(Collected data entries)
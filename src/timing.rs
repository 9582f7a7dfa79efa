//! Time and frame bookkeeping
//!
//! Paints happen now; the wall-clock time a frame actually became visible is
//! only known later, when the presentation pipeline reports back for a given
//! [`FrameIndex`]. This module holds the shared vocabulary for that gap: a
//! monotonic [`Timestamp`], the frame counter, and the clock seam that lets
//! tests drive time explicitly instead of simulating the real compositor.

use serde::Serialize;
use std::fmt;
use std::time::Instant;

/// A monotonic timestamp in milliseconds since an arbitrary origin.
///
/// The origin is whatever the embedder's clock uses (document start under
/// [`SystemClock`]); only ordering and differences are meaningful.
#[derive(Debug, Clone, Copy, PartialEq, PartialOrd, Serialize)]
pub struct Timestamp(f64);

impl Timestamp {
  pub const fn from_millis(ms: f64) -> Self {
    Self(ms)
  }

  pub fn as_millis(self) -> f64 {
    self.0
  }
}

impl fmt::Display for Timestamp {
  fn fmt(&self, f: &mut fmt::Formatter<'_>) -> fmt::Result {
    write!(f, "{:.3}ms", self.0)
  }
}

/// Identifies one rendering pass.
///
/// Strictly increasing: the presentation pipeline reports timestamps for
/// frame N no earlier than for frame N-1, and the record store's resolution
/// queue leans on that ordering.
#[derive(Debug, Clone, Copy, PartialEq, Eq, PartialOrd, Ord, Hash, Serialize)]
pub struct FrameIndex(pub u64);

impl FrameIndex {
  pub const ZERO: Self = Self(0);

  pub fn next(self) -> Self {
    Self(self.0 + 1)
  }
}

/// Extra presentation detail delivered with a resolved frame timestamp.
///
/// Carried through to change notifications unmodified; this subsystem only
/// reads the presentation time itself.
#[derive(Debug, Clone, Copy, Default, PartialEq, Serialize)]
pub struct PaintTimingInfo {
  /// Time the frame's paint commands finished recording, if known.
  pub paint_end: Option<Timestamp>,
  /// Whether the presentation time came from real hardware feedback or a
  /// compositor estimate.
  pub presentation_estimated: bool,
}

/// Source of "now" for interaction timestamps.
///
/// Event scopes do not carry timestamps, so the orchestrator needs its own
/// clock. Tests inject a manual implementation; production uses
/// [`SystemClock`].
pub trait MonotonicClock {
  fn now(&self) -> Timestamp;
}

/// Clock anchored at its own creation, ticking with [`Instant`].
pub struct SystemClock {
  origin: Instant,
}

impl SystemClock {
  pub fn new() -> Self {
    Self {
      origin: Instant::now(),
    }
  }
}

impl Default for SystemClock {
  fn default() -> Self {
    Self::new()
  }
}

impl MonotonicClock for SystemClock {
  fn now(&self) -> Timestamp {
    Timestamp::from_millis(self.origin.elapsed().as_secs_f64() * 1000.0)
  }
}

---

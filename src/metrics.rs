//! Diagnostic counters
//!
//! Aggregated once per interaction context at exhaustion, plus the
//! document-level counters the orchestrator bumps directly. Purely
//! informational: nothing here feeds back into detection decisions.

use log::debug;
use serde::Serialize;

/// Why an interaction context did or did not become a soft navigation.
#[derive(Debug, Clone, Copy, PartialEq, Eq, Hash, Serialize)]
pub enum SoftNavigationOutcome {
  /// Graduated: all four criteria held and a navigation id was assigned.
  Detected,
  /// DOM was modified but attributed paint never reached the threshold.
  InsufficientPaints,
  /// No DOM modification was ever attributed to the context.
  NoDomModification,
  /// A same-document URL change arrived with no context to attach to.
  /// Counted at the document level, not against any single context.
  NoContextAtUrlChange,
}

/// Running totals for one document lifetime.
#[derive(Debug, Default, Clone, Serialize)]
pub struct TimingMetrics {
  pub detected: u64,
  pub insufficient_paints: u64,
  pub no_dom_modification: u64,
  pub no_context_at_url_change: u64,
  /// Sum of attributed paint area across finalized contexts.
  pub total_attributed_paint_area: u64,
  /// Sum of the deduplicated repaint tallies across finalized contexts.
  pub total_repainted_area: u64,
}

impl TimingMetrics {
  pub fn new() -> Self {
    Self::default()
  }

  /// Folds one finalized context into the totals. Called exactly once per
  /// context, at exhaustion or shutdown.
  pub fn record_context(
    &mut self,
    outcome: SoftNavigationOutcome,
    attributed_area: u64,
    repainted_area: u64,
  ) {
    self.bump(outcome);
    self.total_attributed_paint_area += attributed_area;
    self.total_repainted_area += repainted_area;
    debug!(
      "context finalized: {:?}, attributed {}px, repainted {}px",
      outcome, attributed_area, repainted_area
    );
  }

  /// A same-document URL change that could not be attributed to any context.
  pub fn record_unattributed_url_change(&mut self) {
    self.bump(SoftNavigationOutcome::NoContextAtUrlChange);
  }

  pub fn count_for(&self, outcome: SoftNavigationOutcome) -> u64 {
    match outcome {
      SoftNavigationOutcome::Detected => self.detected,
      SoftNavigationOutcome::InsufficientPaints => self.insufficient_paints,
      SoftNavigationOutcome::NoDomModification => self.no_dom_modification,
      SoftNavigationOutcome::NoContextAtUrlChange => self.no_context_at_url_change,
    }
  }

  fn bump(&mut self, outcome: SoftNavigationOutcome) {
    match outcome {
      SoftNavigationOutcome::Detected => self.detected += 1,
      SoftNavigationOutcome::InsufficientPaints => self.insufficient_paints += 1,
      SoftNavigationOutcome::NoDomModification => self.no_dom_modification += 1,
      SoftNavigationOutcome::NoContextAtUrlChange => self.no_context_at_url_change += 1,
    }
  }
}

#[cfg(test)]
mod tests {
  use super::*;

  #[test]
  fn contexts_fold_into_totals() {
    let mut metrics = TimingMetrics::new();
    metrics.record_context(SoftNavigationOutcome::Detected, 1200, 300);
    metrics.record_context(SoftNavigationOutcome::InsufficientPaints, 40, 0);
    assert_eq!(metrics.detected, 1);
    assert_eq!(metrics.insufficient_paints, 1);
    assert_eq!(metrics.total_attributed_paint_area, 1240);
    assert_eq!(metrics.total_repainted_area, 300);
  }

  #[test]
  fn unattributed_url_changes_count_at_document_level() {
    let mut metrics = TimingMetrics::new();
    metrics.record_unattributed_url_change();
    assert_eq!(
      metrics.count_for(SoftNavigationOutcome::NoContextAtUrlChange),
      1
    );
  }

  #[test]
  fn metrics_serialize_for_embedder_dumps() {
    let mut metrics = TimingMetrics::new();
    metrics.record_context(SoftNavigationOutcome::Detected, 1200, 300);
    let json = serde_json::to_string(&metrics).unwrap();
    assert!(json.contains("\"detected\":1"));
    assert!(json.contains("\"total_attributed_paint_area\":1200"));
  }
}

TASK - All lines of the entries containing the string "uses" must be shown in full.

RESULT OF THE TASK -
/// The origin is whatever the embedder's clock uses (document start under
/// clock. Tests inject a manual implementation; production uses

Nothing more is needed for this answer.